[Stored items from a collection]
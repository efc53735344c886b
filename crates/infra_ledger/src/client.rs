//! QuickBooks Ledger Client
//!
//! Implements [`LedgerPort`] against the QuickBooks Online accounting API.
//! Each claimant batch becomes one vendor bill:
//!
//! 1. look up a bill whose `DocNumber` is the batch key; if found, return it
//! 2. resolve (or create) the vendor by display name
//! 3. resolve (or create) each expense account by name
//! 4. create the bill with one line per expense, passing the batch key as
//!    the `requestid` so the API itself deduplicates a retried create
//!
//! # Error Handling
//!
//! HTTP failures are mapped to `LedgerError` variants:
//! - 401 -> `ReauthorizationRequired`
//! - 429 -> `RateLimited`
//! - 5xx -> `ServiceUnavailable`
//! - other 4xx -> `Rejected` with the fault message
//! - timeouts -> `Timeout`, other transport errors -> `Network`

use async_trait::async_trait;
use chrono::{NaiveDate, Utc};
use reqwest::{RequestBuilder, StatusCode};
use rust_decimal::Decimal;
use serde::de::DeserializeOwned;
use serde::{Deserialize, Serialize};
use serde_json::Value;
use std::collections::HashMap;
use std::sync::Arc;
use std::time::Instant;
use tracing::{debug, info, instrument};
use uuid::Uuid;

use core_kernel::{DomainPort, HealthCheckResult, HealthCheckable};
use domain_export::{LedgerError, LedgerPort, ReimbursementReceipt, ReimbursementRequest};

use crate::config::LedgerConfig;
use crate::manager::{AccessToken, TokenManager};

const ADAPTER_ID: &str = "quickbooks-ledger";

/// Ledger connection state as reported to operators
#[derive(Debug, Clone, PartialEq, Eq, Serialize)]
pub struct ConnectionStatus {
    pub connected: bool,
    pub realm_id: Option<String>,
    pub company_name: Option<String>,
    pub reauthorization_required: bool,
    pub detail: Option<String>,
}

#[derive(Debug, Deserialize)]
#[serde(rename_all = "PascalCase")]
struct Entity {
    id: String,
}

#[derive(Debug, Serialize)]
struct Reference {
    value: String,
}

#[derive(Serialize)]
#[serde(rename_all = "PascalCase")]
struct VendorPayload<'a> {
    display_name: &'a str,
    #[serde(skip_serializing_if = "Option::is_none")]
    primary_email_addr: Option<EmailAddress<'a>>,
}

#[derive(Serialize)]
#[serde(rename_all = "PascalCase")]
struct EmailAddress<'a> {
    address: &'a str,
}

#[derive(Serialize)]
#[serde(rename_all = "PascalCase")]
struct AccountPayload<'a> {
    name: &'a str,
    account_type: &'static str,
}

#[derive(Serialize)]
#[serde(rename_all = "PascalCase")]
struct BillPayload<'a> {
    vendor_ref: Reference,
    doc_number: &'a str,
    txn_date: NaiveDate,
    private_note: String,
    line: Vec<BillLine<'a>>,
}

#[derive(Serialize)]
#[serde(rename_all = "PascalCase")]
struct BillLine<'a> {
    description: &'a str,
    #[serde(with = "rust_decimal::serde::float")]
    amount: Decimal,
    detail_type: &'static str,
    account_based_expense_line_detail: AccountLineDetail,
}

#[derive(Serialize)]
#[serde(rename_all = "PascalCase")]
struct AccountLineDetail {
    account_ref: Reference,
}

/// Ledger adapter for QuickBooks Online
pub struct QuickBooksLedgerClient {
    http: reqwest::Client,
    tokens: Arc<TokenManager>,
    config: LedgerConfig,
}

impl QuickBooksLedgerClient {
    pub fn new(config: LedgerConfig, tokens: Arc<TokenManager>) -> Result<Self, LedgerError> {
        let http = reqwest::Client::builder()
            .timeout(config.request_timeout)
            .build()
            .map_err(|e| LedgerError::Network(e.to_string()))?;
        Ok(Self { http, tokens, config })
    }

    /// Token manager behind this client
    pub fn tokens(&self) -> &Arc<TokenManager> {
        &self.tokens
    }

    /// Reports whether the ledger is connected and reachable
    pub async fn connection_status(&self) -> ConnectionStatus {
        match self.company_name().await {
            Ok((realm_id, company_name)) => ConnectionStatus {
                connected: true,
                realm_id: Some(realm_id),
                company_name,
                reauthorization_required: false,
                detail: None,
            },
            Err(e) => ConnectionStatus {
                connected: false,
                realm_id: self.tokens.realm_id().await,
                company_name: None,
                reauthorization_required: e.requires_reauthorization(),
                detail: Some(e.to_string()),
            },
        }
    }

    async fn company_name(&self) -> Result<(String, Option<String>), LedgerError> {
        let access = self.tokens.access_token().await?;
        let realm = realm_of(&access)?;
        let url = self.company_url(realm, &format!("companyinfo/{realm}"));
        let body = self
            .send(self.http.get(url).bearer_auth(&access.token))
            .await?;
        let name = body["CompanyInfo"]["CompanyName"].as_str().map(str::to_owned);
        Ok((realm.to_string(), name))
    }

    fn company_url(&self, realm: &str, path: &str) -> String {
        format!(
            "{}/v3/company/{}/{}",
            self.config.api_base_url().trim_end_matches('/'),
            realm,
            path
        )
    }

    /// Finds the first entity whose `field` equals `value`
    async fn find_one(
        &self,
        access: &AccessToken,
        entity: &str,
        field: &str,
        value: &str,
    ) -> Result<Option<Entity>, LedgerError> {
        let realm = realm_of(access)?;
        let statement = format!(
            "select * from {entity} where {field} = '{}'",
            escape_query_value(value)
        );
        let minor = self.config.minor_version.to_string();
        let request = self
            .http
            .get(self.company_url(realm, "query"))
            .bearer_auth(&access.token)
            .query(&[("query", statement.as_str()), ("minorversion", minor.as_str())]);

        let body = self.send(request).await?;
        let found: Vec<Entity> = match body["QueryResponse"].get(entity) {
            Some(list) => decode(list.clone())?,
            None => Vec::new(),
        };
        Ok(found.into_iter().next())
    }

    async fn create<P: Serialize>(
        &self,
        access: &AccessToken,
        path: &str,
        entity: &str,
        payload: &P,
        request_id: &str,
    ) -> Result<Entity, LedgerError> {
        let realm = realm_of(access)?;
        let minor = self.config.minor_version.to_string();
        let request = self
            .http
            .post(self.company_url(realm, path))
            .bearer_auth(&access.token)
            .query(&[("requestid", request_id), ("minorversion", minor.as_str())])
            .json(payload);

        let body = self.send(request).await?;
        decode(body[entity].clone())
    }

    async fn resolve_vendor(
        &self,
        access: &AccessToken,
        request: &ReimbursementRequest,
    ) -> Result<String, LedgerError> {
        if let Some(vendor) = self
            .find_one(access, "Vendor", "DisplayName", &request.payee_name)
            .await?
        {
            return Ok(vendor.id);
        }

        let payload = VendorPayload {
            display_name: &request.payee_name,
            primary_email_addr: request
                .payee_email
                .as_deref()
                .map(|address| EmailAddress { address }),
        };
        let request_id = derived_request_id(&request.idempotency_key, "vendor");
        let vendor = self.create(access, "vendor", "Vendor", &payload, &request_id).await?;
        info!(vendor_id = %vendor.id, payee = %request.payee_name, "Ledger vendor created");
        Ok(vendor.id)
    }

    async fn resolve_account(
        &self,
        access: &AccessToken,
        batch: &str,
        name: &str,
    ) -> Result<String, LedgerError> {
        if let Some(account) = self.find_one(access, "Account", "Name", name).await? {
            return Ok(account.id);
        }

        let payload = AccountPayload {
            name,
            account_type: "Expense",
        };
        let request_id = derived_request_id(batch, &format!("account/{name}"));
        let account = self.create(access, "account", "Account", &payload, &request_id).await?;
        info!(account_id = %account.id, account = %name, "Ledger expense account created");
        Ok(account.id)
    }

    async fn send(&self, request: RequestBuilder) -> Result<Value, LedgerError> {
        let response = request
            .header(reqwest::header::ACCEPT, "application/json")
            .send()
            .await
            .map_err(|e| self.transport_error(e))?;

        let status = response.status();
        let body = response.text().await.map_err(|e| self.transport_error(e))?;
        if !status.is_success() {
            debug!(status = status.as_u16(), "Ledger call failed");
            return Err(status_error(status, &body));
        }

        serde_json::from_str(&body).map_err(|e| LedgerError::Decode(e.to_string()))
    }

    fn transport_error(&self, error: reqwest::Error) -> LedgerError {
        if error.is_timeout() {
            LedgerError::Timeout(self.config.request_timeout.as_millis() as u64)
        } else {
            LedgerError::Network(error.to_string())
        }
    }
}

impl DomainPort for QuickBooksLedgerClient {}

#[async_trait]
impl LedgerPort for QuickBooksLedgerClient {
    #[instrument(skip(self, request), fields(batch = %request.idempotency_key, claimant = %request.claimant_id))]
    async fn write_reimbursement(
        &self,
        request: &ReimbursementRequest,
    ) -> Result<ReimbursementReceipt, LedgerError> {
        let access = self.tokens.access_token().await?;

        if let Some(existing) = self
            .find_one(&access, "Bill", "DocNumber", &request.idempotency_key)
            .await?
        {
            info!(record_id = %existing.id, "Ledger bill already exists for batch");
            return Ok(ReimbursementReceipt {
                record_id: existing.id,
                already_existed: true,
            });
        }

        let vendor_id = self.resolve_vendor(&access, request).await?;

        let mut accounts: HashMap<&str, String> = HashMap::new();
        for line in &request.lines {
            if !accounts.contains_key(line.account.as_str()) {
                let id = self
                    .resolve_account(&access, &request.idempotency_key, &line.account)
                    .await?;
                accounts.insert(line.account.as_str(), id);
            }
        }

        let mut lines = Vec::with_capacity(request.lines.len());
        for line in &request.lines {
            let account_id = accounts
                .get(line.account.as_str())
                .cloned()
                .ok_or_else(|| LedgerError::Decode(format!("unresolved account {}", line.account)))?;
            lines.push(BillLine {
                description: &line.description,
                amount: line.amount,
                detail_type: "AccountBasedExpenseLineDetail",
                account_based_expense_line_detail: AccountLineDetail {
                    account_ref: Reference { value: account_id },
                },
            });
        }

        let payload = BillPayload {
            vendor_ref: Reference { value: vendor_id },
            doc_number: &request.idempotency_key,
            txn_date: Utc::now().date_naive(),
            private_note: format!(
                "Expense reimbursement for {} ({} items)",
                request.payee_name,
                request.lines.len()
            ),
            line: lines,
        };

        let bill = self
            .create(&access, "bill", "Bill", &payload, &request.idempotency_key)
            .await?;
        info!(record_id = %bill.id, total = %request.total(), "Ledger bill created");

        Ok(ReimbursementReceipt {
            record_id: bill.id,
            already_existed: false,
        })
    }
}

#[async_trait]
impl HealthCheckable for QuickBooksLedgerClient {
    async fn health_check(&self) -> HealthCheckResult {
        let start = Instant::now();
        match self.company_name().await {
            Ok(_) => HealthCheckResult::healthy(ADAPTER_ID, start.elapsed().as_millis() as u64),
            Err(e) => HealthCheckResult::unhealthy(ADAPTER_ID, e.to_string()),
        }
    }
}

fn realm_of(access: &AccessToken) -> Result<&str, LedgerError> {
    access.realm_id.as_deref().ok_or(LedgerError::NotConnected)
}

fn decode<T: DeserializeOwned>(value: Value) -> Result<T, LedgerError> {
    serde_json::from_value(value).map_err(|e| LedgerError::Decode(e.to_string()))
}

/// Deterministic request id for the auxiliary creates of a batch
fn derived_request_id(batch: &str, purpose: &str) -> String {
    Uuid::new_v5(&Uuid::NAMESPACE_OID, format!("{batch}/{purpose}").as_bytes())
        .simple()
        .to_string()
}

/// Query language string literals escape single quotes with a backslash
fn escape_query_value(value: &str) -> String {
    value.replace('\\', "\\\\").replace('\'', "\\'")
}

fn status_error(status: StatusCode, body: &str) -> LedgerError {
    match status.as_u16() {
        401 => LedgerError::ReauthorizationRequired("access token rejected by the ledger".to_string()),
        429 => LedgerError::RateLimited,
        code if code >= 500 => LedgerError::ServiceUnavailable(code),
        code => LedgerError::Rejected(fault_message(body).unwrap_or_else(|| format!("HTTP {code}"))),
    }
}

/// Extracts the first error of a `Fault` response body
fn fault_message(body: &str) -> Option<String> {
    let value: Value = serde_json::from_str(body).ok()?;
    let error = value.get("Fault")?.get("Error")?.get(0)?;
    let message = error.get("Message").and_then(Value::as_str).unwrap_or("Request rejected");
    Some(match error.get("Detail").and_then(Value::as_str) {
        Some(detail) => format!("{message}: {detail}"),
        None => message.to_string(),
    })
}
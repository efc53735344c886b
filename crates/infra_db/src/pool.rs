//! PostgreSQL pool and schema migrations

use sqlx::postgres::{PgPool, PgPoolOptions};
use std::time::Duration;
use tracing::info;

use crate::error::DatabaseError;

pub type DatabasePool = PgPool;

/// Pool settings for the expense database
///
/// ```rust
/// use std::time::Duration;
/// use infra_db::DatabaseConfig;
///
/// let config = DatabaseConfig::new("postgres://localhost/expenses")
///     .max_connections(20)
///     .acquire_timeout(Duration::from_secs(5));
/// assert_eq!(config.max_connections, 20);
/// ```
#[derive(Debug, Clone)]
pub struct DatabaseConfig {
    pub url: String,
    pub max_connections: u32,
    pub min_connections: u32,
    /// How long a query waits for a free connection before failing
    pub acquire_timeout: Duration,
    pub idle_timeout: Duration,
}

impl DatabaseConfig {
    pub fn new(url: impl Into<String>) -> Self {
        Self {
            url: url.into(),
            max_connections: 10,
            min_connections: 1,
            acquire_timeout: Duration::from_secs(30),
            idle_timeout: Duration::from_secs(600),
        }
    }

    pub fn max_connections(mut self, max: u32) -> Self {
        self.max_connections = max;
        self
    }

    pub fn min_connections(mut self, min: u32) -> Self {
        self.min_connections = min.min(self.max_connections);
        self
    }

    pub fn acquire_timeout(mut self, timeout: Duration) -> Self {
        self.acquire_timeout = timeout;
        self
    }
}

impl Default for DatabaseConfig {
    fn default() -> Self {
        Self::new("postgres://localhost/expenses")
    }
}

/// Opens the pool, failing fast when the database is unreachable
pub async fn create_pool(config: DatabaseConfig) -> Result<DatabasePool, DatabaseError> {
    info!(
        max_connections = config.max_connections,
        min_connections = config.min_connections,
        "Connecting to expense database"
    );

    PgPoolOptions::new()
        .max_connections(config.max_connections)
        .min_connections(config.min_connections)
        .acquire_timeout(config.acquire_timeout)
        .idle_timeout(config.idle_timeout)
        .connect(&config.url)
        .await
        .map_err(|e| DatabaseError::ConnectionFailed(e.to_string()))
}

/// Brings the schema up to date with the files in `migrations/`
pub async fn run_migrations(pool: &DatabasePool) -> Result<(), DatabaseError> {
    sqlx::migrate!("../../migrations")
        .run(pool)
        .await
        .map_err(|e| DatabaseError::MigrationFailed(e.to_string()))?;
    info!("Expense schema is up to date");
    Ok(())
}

*PROBLEM TO SOLVE*: Find the string "accounts" in the data. Report each line it appears in.

*ANSWER BOX*:
        let mut accounts: HashMap<&str, String> = HashMap::new();
            if !accounts.contains_key(line.account.as_str()) {
                accounts.insert(line.account.as_str(), id);
            let account_id = accounts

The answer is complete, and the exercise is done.